Yağmura yakalandık. Market önüne kaçtık. 

      Fırsat bu fırsat, deyip meyveleri, sebzeleri elledik. Fiyatları yorumladık. Bir şey almayacaktık. Olsun, gözümüz doyuyordu işte!

     Bizim, evimizin çevresinde, bahçemiz olurdu. Mevsim ürünlerini yerinde tadardık. Yediğimizi yerdik, yemediğimiz gübre olurdu. Fiyat diye bir derdimiz olmazdı. Yere düşüp kimsenin almadıklarına tekme çakardık.
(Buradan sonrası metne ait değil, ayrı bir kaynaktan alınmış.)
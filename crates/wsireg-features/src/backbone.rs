use crate::pyramid::{FeatureMap, FeaturePyramid, StageFeatures};
use serde::{Deserialize, Serialize};
use std::{fs, path::Path};
use wsireg_core::{ImageView, RegistrationError, Result};

#[cfg(feature = "tracing")]
use tracing::instrument;

/// Frozen feature network.
///
/// Implementations run inference only: `forward` takes `&self`, so one loaded
/// backbone can serve concurrent registration calls.
pub trait FeatureBackbone: Send + Sync {
    /// One forward pass over the batch `[fixed, moving]` (two RGB images of
    /// identical shape), returning activations at three depths.
    fn forward(&self, batch: [&ImageView<'_>; 2]) -> Result<FeaturePyramid>;
}

#[derive(thiserror::Error, Debug)]
pub enum BackboneLoadError {
    #[error(transparent)]
    Io(#[from] std::io::Error),
    #[error(transparent)]
    Json(#[from] serde_json::Error),
    #[error("inconsistent backbone weights: {0}")]
    Invalid(String),
}

/// 3x3 convolution (stride 1, zero padding 1) followed by ReLU.
#[derive(Clone, Debug, PartialEq, Serialize, Deserialize)]
pub struct ConvLayer {
    pub in_channels: usize,
    pub out_channels: usize,
    /// `out_channels x in_channels x 3 x 3`, row-major.
    pub weights: Vec<f32>,
    pub bias: Vec<f32>,
}

/// Convolution layers followed by 2x2 max pooling.
#[derive(Clone, Debug, PartialEq, Serialize, Deserialize)]
pub struct ConvBlock {
    pub layers: Vec<ConvLayer>,
}

/// Serialized network description.
#[derive(Clone, Debug, PartialEq, Serialize, Deserialize)]
pub struct ConvBackboneWeights {
    /// Per-channel mean subtracted from inputs scaled to `[0, 1]`.
    pub input_mean: [f32; 3],
    /// Per-channel divisor applied after mean subtraction.
    pub input_std: [f32; 3],
    pub blocks: Vec<ConvBlock>,
}

/// VGG-style network: a stack of conv blocks, each halving the resolution.
/// The pooled outputs of the last three blocks form the pyramid, the deepest
/// one being the coarse stage.
#[derive(Clone, Debug)]
pub struct ConvBackbone {
    weights: ConvBackboneWeights,
}

impl ConvBackbone {
    pub fn new(weights: ConvBackboneWeights) -> Result<Self, BackboneLoadError> {
        if weights.blocks.len() < 3 {
            return Err(BackboneLoadError::Invalid(format!(
                "need at least 3 blocks, got {}",
                weights.blocks.len()
            )));
        }
        if weights.input_std.iter().any(|&s| s == 0.0 || !s.is_finite()) {
            return Err(BackboneLoadError::Invalid(
                "input_std entries must be finite and non-zero".to_string(),
            ));
        }
        let mut channels = 3;
        for (b, block) in weights.blocks.iter().enumerate() {
            if block.layers.is_empty() {
                return Err(BackboneLoadError::Invalid(format!("block {b} has no layers")));
            }
            for (l, layer) in block.layers.iter().enumerate() {
                if layer.in_channels != channels {
                    return Err(BackboneLoadError::Invalid(format!(
                        "block {b} layer {l} expects {} input channels, previous layer yields {channels}",
                        layer.in_channels
                    )));
                }
                if layer.weights.len() != layer.out_channels * layer.in_channels * 9
                    || layer.bias.len() != layer.out_channels
                {
                    return Err(BackboneLoadError::Invalid(format!(
                        "block {b} layer {l} has {} weights and {} biases for {}->{} channels",
                        layer.weights.len(),
                        layer.bias.len(),
                        layer.in_channels,
                        layer.out_channels
                    )));
                }
                channels = layer.out_channels;
            }
        }
        Ok(Self { weights })
    }

    /// Load a JSON weight file.
    pub fn load_json(path: impl AsRef<Path>) -> Result<Self, BackboneLoadError> {
        let raw = fs::read_to_string(path)?;
        Self::from_json_str(&raw)
    }

    pub fn from_json_str(raw: &str) -> Result<Self, BackboneLoadError> {
        Self::new(serde_json::from_str(raw)?)
    }

    pub fn weights(&self) -> &ConvBackboneWeights {
        &self.weights
    }

    /// Input pixels per cell of the coarse stage.
    pub fn total_downsample(&self) -> usize {
        1 << self.weights.blocks.len()
    }

    fn normalize_input(&self, img: &ImageView<'_>) -> FeatureMap {
        let ConvBackboneWeights {
            input_mean,
            input_std,
            ..
        } = &self.weights;
        FeatureMap::from_fn(3, img.height, img.width, |c, y, x| {
            (img.get(x, y, c) as f32 / 255.0 - input_mean[c]) / input_std[c]
        })
    }

    /// Outputs of the last three blocks, shallowest first.
    fn run_single(&self, img: &ImageView<'_>) -> Vec<FeatureMap> {
        let n_blocks = self.weights.blocks.len();
        let mut x = self.normalize_input(img);
        let mut taps = Vec::with_capacity(3);
        for (b, block) in self.weights.blocks.iter().enumerate() {
            for layer in &block.layers {
                x = conv3x3_relu(&x, layer);
            }
            x = max_pool2(&x);
            if b + 3 >= n_blocks {
                taps.push(x.clone());
            }
        }
        taps
    }
}

impl FeatureBackbone for ConvBackbone {
    #[cfg_attr(
        feature = "tracing",
        instrument(level = "info", skip(self, batch), fields(width = batch[0].width, height = batch[0].height))
    )]
    fn forward(&self, batch: [&ImageView<'_>; 2]) -> Result<FeaturePyramid> {
        let needed = self.total_downsample();
        for img in batch {
            img.ensure_rgb()?;
            if img.width < needed || img.height < needed {
                return Err(RegistrationError::InvalidImageFormat(format!(
                    "images must be at least {needed}x{needed} pixels for this backbone, got {}x{}",
                    img.width, img.height
                )));
            }
        }

        let fixed = self.run_single(batch[0]);
        let moving = self.run_single(batch[1]);
        let n_blocks = self.weights.blocks.len();

        let mut stages = fixed
            .into_iter()
            .zip(moving)
            .enumerate()
            .map(|(k, (f, m))| {
                let depth = n_blocks - 3 + k + 1;
                StageFeatures::new(f, m, 1 << depth)
            })
            .collect::<Result<Vec<_>>>()?;
        stages.reverse();
        FeaturePyramid::from_stages(stages)
    }
}

fn conv3x3_relu(input: &FeatureMap, layer: &ConvLayer) -> FeatureMap {
    let (c_in, h, w) = input.shape();
    let n = h * w;
    let mut out = vec![0.0f32; layer.out_channels * n];

    for (o, plane) in out.chunks_exact_mut(n.max(1)).enumerate().take(layer.out_channels) {
        plane.fill(layer.bias[o]);
        for i in 0..c_in {
            let src = input.plane(i);
            let kernel = &layer.weights[(o * c_in + i) * 9..(o * c_in + i + 1) * 9];
            for (k, &wv) in kernel.iter().enumerate() {
                if wv == 0.0 {
                    continue;
                }
                let dy = (k / 3) as isize - 1;
                let dx = (k % 3) as isize - 1;
                let y_lo = (-dy).max(0) as usize;
                let y_hi = (h as isize - dy).min(h as isize).max(0) as usize;
                let x_lo = (-dx).max(0) as usize;
                let x_hi = (w as isize - dx).min(w as isize).max(0) as usize;
                for y in y_lo..y_hi {
                    let sy = (y as isize + dy) as usize;
                    let src_row = &src[sy * w..(sy + 1) * w];
                    let dst_row = &mut plane[y * w..(y + 1) * w];
                    for x in x_lo..x_hi {
                        dst_row[x] += wv * src_row[(x as isize + dx) as usize];
                    }
                }
            }
        }
        for v in plane.iter_mut() {
            *v = v.max(0.0);
        }
    }

    FeatureMap {
        channels: layer.out_channels,
        height: h,
        width: w,
        data: out,
    }
}

fn max_pool2(input: &FeatureMap) -> FeatureMap {
    let (c, h, w) = input.shape();
    let (oh, ow) = (h / 2, w / 2);
    FeatureMap::from_fn(c, oh, ow, |ch, y, x| {
        let a = input.at(ch, 2 * y, 2 * x);
        let b = input.at(ch, 2 * y, 2 * x + 1);
        let d = input.at(ch, 2 * y + 1, 2 * x);
        let e = input.at(ch, 2 * y + 1, 2 * x + 1);
        a.max(b).max(d).max(e)
    })
}
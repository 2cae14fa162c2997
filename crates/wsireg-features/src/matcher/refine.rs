use super::coarse::CellMatch;
use super::descriptors::{cosine, Descriptors};
use super::params::MatchParams;

/// Carry matches from an outer (coarser) stage into the next finer one.
///
/// Every outer match spawns the `ratio x ratio` fixed cells it covers; each
/// child is searched in a window of `search_radius` cells around the moving
/// location predicted by the parent. Children whose best similarity is below
/// `min_similarity` are dropped.
pub(crate) fn refine_matches(
    parents: &[CellMatch],
    ratio: usize,
    fixed: &Descriptors,
    moving: &Descriptors,
    params: &MatchParams,
) -> Vec<CellMatch> {
    let r = params.search_radius;
    let mut out = Vec::with_capacity(parents.len() * ratio * ratio);

    for parent in parents {
        for dy in 0..ratio {
            for dx in 0..ratio {
                let fy = parent.fixed.0 * ratio + dy;
                let fx = parent.fixed.1 * ratio + dx;
                if fy >= fixed.height || fx >= fixed.width {
                    continue;
                }
                let py = (parent.moving.0 * ratio + dy).min(moving.height.saturating_sub(1));
                let px = (parent.moving.1 * ratio + dx).min(moving.width.saturating_sub(1));

                let f = fixed.at(fy, fx);
                let mut best: Option<(f32, (usize, usize))> = None;
                for my in py.saturating_sub(r)..(py + r + 1).min(moving.height) {
                    for mx in px.saturating_sub(r)..(px + r + 1).min(moving.width) {
                        let s = cosine(f, moving.at(my, mx));
                        if best.is_none_or(|(b, _)| s > b) {
                            best = Some((s, (my, mx)));
                        }
                    }
                }

                if let Some((similarity, m)) = best {
                    if similarity >= params.min_similarity {
                        out.push(CellMatch {
                            fixed: (fy, fx),
                            moving: m,
                            similarity,
                        });
                    }
                }
            }
        }
    }

    out
}

#[cfg(test)]
mod tests {
    use super::*;
    use crate::pyramid::FeatureMap;

    fn ramp_codes(n: usize, shift: usize) -> Descriptors {
        Descriptors::from_map(&FeatureMap::from_fn(n * n, n, n, |c, y, x| {
            let sx = (x + n - shift) % n;
            if c == y * n + sx {
                1.0
            } else {
                0.0
            }
        }))
    }

    #[test]
    fn children_follow_local_offset() {
        let fixed = ramp_codes(4, 0);
        let moving = ramp_codes(4, 1);
        let parent = CellMatch {
            fixed: (0, 0),
            moving: (0, 0),
            similarity: 1.0,
        };
        let params = MatchParams {
            min_similarity: 0.9,
            search_radius: 1,
            ..MatchParams::default()
        };
        let kids = refine_matches(&[parent], 2, &fixed, &moving, &params);
        assert_eq!(kids.len(), 4);
        for k in &kids {
            assert_eq!(k.moving, (k.fixed.0, k.fixed.1 + 1));
        }
    }

    #[test]
    fn window_bounds_the_search() {
        let fixed = ramp_codes(4, 0);
        let moving = ramp_codes(4, 2);
        let parent = CellMatch {
            fixed: (0, 0),
            moving: (0, 0),
            similarity: 1.0,
        };
        let params = MatchParams {
            min_similarity: 0.9,
            search_radius: 1,
            ..MatchParams::default()
        };
        // every child needs a two-column jump
        assert!(refine_matches(&[parent], 2, &fixed, &moving, &params).is_empty());

        let wider = MatchParams {
            search_radius: 2,
            ..params
        };
        let kids = refine_matches(&[parent], 2, &fixed, &moving, &wider);
        assert_eq!(kids.len(), 4);
        assert!(kids.iter().all(|k| k.moving.1 == k.fixed.1 + 2));
    }
}
//! Stderr logging for the registration pipeline.
//!
//! Records from the `wsireg*` crates pass at the requested level; records
//! from dependencies are capped at `warn`. Lines look like
//! `[  1.234s  WARN wsireg_prealign] message`.

use std::io::Write;
use std::sync::OnceLock;
use std::time::Instant;

use log::{Level, LevelFilter, Log, Metadata, Record};

#[cfg(feature = "tracing")]
use tracing_subscriber::fmt::format::FmtSpan;
#[cfg(feature = "tracing")]
use tracing_subscriber::util::SubscriberInitExt;
#[cfg(feature = "tracing")]
use tracing_subscriber::{fmt, EnvFilter};

const CRATE_PREFIX: &str = "wsireg";

struct PipelineLogger {
    level: LevelFilter,
    started: Instant,
}

impl PipelineLogger {
    fn limit_for(&self, target: &str) -> LevelFilter {
        if target.starts_with(CRATE_PREFIX) {
            self.level
        } else {
            self.level.min(LevelFilter::Warn)
        }
    }
}

fn format_line(
    elapsed_s: f64,
    level: Level,
    target: &str,
    message: &std::fmt::Arguments,
) -> String {
    let origin = target.split("::").next().unwrap_or_default();
    format!("[{elapsed_s:7.3}s {level:>5} {origin}] {message}")
}

impl Log for PipelineLogger {
    fn enabled(&self, metadata: &Metadata) -> bool {
        metadata.level() <= self.limit_for(metadata.target())
    }

    fn log(&self, record: &Record) {
        if !self.enabled(record.metadata()) {
            return;
        }
        let line = format_line(
            self.started.elapsed().as_secs_f64(),
            record.level(),
            record.target(),
            record.args(),
        );
        let _ = writeln!(std::io::stderr().lock(), "{line}");
    }

    fn flush(&self) {}
}

static LOGGER: OnceLock<PipelineLogger> = OnceLock::new();

/// Install the stderr logger with the given level filter.
///
/// Later calls are no-ops.
pub fn init_with_level(level: LevelFilter) -> Result<(), log::SetLoggerError> {
    if LOGGER.get().is_none() {
        let logger = LOGGER.get_or_init(|| PipelineLogger {
            level,
            started: Instant::now(),
        });
        log::set_logger(logger)?;
        log::set_max_level(level);
    }
    Ok(())
}

/// Install a `tracing` subscriber honouring `RUST_LOG` (default
/// `wsireg=info`). Span close events carry the time spent in each stage.
#[cfg(feature = "tracing")]
pub fn init_tracing(json: bool) {
    let filter = EnvFilter::try_from_default_env()
        .unwrap_or_else(|_| EnvFilter::new(format!("warn,{CRATE_PREFIX}=info")));
    let builder = fmt()
        .with_env_filter(filter)
        .with_span_events(FmtSpan::CLOSE);
    if json {
        let _ = builder.json().flatten_event(true).finish().try_init();
    } else {
        let _ = builder
            .with_timer(fmt::time::Uptime::default())
            .finish()
            .try_init();
    }
}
Bizde olmayanları komşu bahçelerden, tarlalardan tadardık. Bulamadıklarımızı pazarlardan tamamlardık.

     Yürüyen tavuk yumurtası, otlayan inek sütü dert değildi, meyvenin-sebzenin türlü türlüsü. Doğalıyla doyduk yani.

     Yağmur durmadı.Turgay, piknik araçlarını (sandalyeyi, mangalı...) elliyordu. Benim gözüm meyvelerde, sebzelerdeydi. Salatalık füze, dolma biber el bombası, patlıcan top gibi soğuk baktı. Turgay:
     "Bunlar şimdi yenmez, yazın..." dedi sessizce. 

     Avokado, hurma, muz elledim. Bir başka meyve şaşırttı beni. Etiketten onun bir tür armut olduğunu öğrendik. Tadını merak ettim o sosyete yüzlü şeyin.         
     Turgay'a:
     "İki tane tarttırayım, birini siz tadın, diğerini biz tadalım."

     Turgay, kolay kolay karşılıksız bir şey kabul etmeyen ilginç bir arkadaş, "Ben yemem! Siz tadın!" dedi.

    İki tane seçtik olgunlarından.  

     Kurbanlık seçer gibi abarttım işi. Tartıya verdim poşeti.

     "Bu armudun tadı nasıl?" 

     "Size saygısızlık olmasın, ben o armuttan alacak kadar zengin değilim. Ben ondan alsam evin yolunu bulamam!"

     Genç adam, ağırlık ve ederi içeren kâğıdı poşete yapıştırdı.

     Abartılı ve şımarık ben kasiyeri de huzursuz ettim.   

     "Bunun tadı nasıl?"

     "Bilmiyorum. Siz bir sonraki gelişte anlatırsanız sevinirim."

     Kendime kızıyorum artık. Aslanım ne alırsan al da usluca evine git! Zıkkımlan! Milleti niçin rahatsız ediyorsun!

     Armut kafalı!

     Yağmur hafiflemişti. Suyun tatlı akışında yürüdük.

     Eve girer girmez, armut alışımı dillendirdim. Eşim, her zamanki gibi doğal karşıladı durumu, önemsemedi. Doğru dürüst bakmadan:
     "Aman! Annemin bahçesindeki armudun bir benzeri işte! Otur da yemeğini ye!"

     Fotoğrafını çektiğim armutları balkona koydum. Oturdum, yemeğimi yedim. Şaşkın aklım onların tadındaydı 

     Daha dün, yürüyen tavuk, otlayan inek, yuvarlanan elma ve armut içinde büyüyen ben, armut şaşkınıyım bugün.

     Süslü yosma peşinde çapkın gibi (Ah Orhan Veli, ah!) şaşkınım! Neye mal olursa olsun!..

     Eyvah! Biraz sonra...
     
     Armudun iyisini yiyeceğim.
Üstelik dilimi 1TL. Tadını sonra anlatırım.